» TASK DESCRIPTION
Return only the lines from the one containing "assert!(matches!(queued.await, Err(Error::Closed)));" to the end of the entries below, exactly as written, both ends included.

------------------------

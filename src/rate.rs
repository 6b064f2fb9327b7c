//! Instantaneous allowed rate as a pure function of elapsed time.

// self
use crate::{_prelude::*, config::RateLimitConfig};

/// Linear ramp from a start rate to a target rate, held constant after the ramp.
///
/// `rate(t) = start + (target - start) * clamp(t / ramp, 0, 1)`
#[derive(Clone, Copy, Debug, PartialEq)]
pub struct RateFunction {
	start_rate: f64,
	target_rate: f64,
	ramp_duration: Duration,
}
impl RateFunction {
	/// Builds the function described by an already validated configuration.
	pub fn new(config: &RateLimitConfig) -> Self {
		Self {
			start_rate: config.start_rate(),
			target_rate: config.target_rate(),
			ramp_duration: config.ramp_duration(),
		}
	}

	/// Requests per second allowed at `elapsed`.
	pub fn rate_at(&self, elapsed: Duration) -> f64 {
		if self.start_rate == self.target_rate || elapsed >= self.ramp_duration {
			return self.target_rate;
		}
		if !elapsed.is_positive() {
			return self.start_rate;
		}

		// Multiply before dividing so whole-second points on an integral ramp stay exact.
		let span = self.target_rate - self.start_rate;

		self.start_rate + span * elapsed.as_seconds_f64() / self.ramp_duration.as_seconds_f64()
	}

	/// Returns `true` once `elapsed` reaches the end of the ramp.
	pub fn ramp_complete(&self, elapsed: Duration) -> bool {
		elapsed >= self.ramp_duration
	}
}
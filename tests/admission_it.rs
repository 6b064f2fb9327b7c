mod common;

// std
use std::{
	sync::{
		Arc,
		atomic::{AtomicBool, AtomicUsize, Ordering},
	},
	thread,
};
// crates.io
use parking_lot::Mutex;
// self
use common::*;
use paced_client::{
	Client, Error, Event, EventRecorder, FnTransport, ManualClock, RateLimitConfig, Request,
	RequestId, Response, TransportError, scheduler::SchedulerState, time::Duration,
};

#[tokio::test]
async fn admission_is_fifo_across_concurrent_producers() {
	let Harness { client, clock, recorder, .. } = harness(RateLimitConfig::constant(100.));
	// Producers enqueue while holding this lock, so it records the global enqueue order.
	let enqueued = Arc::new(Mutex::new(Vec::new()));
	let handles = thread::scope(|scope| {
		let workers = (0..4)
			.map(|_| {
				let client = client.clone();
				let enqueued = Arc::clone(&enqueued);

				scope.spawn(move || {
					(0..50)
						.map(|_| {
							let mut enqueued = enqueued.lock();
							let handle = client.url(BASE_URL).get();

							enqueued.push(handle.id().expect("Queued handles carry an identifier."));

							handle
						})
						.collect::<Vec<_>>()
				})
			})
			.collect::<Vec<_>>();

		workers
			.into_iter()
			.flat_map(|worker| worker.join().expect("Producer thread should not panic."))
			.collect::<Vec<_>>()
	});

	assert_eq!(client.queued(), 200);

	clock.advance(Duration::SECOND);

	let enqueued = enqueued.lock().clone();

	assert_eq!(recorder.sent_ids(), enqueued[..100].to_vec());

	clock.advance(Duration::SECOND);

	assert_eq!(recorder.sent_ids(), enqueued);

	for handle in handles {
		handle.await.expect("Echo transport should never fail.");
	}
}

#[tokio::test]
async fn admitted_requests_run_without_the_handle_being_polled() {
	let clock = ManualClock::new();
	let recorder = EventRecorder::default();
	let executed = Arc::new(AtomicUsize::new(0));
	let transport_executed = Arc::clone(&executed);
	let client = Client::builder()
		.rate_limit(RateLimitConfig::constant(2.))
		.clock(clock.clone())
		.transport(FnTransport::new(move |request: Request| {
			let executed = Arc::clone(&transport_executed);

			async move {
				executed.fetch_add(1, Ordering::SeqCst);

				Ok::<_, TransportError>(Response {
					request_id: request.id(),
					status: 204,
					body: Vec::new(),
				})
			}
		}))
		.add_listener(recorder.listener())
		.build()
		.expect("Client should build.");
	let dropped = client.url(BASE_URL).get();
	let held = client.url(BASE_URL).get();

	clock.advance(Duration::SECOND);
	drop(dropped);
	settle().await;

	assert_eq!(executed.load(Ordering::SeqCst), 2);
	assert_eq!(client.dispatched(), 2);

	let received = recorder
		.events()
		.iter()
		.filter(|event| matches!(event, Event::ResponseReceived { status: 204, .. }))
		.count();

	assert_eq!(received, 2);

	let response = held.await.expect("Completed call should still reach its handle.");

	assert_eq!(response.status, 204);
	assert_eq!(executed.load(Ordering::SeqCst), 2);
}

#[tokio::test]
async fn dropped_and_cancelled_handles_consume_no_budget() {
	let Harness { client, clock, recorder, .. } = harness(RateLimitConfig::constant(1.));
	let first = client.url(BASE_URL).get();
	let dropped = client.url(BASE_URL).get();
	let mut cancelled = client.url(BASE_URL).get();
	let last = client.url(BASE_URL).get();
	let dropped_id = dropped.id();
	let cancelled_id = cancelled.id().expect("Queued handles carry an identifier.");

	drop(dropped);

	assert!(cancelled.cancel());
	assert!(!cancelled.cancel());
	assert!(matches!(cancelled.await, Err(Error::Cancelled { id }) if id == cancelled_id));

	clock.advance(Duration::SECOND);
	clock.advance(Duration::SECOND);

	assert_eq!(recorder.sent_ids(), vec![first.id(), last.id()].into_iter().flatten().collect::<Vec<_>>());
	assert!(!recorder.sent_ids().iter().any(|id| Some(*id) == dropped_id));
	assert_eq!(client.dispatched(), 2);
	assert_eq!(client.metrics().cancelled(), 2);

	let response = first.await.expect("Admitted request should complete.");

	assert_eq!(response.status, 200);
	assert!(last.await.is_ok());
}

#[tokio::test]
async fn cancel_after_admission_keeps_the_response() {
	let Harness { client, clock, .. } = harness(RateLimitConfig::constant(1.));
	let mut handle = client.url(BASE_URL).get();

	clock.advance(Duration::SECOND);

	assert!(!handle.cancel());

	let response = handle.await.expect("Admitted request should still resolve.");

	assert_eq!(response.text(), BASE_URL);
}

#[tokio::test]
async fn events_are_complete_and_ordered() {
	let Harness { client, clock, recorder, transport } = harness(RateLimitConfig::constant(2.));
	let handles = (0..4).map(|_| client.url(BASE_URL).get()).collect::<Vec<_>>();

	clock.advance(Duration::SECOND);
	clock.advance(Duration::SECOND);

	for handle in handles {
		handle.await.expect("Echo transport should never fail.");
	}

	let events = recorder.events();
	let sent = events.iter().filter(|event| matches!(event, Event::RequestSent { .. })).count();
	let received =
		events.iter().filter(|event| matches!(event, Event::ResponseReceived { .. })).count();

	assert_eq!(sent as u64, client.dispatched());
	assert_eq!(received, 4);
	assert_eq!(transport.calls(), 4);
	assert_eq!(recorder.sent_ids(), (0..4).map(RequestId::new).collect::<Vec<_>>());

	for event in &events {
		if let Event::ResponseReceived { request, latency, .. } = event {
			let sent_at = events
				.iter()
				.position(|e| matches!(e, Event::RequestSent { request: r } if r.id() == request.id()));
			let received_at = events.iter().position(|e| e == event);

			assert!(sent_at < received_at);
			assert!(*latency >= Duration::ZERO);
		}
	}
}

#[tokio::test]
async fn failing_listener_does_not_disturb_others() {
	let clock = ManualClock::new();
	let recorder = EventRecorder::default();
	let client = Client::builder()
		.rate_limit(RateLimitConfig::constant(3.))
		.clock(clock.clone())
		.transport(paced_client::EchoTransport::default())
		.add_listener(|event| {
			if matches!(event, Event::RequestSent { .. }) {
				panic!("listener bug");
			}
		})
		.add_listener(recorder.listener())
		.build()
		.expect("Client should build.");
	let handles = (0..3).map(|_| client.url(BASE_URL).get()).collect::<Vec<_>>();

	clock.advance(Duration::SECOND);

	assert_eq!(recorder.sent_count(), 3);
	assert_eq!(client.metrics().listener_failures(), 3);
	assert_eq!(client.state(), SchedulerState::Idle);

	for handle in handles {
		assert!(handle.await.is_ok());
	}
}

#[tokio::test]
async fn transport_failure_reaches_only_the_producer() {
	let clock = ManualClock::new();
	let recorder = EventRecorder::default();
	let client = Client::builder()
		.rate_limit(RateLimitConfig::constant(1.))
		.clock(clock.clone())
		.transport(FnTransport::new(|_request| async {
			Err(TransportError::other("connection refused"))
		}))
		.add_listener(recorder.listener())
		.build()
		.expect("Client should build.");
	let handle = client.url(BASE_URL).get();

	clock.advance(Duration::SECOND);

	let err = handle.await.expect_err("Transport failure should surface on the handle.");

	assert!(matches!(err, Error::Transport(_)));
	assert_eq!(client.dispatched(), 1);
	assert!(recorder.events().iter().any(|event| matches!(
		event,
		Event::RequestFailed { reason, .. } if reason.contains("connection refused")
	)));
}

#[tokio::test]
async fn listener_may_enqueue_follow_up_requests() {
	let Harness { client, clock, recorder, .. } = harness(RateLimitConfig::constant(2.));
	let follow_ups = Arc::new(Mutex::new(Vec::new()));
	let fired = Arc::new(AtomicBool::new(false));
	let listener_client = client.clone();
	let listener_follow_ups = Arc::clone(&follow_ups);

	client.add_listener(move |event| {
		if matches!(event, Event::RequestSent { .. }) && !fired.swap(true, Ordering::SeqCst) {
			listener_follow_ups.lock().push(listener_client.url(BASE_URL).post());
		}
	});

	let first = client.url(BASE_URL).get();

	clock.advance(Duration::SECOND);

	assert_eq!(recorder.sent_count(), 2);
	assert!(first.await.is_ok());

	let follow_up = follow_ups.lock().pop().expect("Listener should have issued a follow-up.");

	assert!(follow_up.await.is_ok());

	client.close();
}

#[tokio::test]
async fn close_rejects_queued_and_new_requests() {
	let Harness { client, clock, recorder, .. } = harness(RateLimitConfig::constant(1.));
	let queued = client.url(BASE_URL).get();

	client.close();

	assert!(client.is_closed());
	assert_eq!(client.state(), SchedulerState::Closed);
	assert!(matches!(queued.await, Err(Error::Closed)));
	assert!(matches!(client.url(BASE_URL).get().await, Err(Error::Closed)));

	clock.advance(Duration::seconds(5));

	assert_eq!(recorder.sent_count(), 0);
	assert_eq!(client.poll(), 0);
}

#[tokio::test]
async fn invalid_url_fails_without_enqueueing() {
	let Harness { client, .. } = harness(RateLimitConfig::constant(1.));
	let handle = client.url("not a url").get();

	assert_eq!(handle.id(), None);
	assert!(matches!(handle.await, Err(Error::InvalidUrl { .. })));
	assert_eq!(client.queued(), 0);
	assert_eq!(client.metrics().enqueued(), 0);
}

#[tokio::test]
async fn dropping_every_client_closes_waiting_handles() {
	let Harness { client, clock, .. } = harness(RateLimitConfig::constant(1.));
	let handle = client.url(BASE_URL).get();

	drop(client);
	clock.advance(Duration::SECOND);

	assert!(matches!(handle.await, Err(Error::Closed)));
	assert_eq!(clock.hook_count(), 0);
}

------------------------

» REPLY TO THE TASK
	assert!(matches!(queued.await, Err(Error::Closed)));
	assert!(matches!(client.url(BASE_URL).get().await, Err(Error::Closed)));

	clock.advance(Duration::seconds(5));

	assert_eq!(recorder.sent_count(), 0);
	assert_eq!(client.poll(), 0);
}

#[tokio::test]
async fn invalid_url_fails_without_enqueueing() {
	let Harness { client, .. } = harness(RateLimitConfig::constant(1.));
	let handle = client.url("not a url").get();

	assert_eq!(handle.id(), None);
	assert!(matches!(handle.await, Err(Error::InvalidUrl { .. })));
	assert_eq!(client.queued(), 0);
	assert_eq!(client.metrics().enqueued(), 0);
}

#[tokio::test]
async fn dropping_every_client_closes_waiting_handles() {
	let Harness { client, clock, .. } = harness(RateLimitConfig::constant(1.));
	let handle = client.url(BASE_URL).get();

	drop(client);
	clock.advance(Duration::SECOND);

	assert!(matches!(handle.await, Err(Error::Closed)));
	assert_eq!(clock.hook_count(), 0);
}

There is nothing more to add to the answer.